▸ WORK INSTRUCTION
From the first line of the records through the line containing "pub type Document", retype every line exactly and nothing else.

Data items:
//! Structured header and payload documents
//!
//! Headers and payloads are ordered string-keyed JSON objects. Insertion order
//! is kept so that re-serializing a parsed token reproduces its fields in the
//! same order.

use crate::error::{JoseError, JoseResult};
use serde_json::Value;

/// Ordered string-keyed map of JSON values
pub type Document = serde_json::Map<String, Value>;

/// Serialize a document to minified JSON bytes
pub fn encode_document(document: &Document) -> JoseResult<Vec<u8>> {
    serde_json::to_vec(document).map_err(|e| JoseError::Serialization(e.to_string()))
}

/// Parse JSON bytes into a document; anything but an object is rejected
pub fn decode_document(bytes: &[u8]) -> JoseResult<Document> {
    match serde_json::from_slice::<Value>(bytes) {
        Ok(Value::Object(map)) => Ok(map),
        Ok(_) => Err(JoseError::format("document is not a JSON object")),
        Err(e) => Err(JoseError::format(format!("undecodable document: {e}"))),
    }
}

/// Typed accessors over a [`Document`]
pub trait DocumentExt {
    /// String value of `key`, if present and a string
    fn get_str(&self, key: &str) -> Option<&str>;

    /// Integer value of `key`, if present and representable as `i64`
    fn get_i64(&self, key: &str) -> Option<i64>;

    /// True when `key` holds a string
    fn has_string(&self, key: &str) -> bool {
        self.get_str(key).is_some()
    }

    /// Copy of this document with `key` set to `value`
    #[must_use]
    fn with(&self, key: &str, value: impl Into<Value>) -> Document;
}

impl DocumentExt for Document {
    fn get_str(&self, key: &str) -> Option<&str> {
        self.get(key).and_then(Value::as_str)
    }

    fn get_i64(&self, key: &str) -> Option<i64> {
        self.get(key).and_then(Value::as_i64)
    }

    fn with(&self, key: &str, value: impl Into<Value>) -> Document {
        let mut out = self.clone();
        out.insert(key.to_string(), value.into());
        out
    }
}

#[cfg(test)]
mod tests {
    use super::*;
    use serde_json::json;

    #[test]
    fn test_encode_keeps_insertion_order() {
        let mut doc = Document::new();
        doc.insert("typ".into(), json!("JWT"));
        doc.insert("alg".into(), json!("HS256"));
        assert_eq!(encode_document(&doc).unwrap(), br#"{"typ":"JWT","alg":"HS256"}"#);
    }

    #[test]
    fn test_with_replaces_in_place() {
        let mut doc = Document::new();
        doc.insert("alg".into(), json!("none"));
        doc.insert("typ".into(), json!("JWT"));
        let updated = doc.with("alg", "HS512");
        assert_eq!(encode_document(&updated).unwrap(), br#"{"alg":"HS512","typ":"JWT"}"#);
        assert_eq!(doc.get_str("alg"), Some("none"));
    }

    #[test]
    fn test_decode_rejects_non_objects() {
        assert!(matches!(decode_document(b"[1,2]"), Err(JoseError::Format(_))));
        assert!(matches!(decode_document(b"{"), Err(JoseError::Format(_))));
    }

    #[test]
    fn test_typed_accessors() {
        let doc = decode_document(br#"{"iss":"test","iat":1700000000,"flag":true}"#).unwrap();
        assert_eq!(doc.get_str("iss"), Some("test"));
        assert_eq!(doc.get_i64("iat"), Some(1_700_000_000));
        assert!(doc.has_string("iss"));
        assert!(!doc.has_string("flag"));
    }
}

▸ EXERCISE RESPONSE
//! Structured header and payload documents
//!
//! Headers and payloads are ordered string-keyed JSON objects. Insertion order
//! is kept so that re-serializing a parsed token reproduces its fields in the
//! same order.

use crate::error::{JoseError, JoseResult};
use serde_json::Value;

/// Ordered string-keyed map of JSON values
pub type Document = serde_json::Map<String, Value>;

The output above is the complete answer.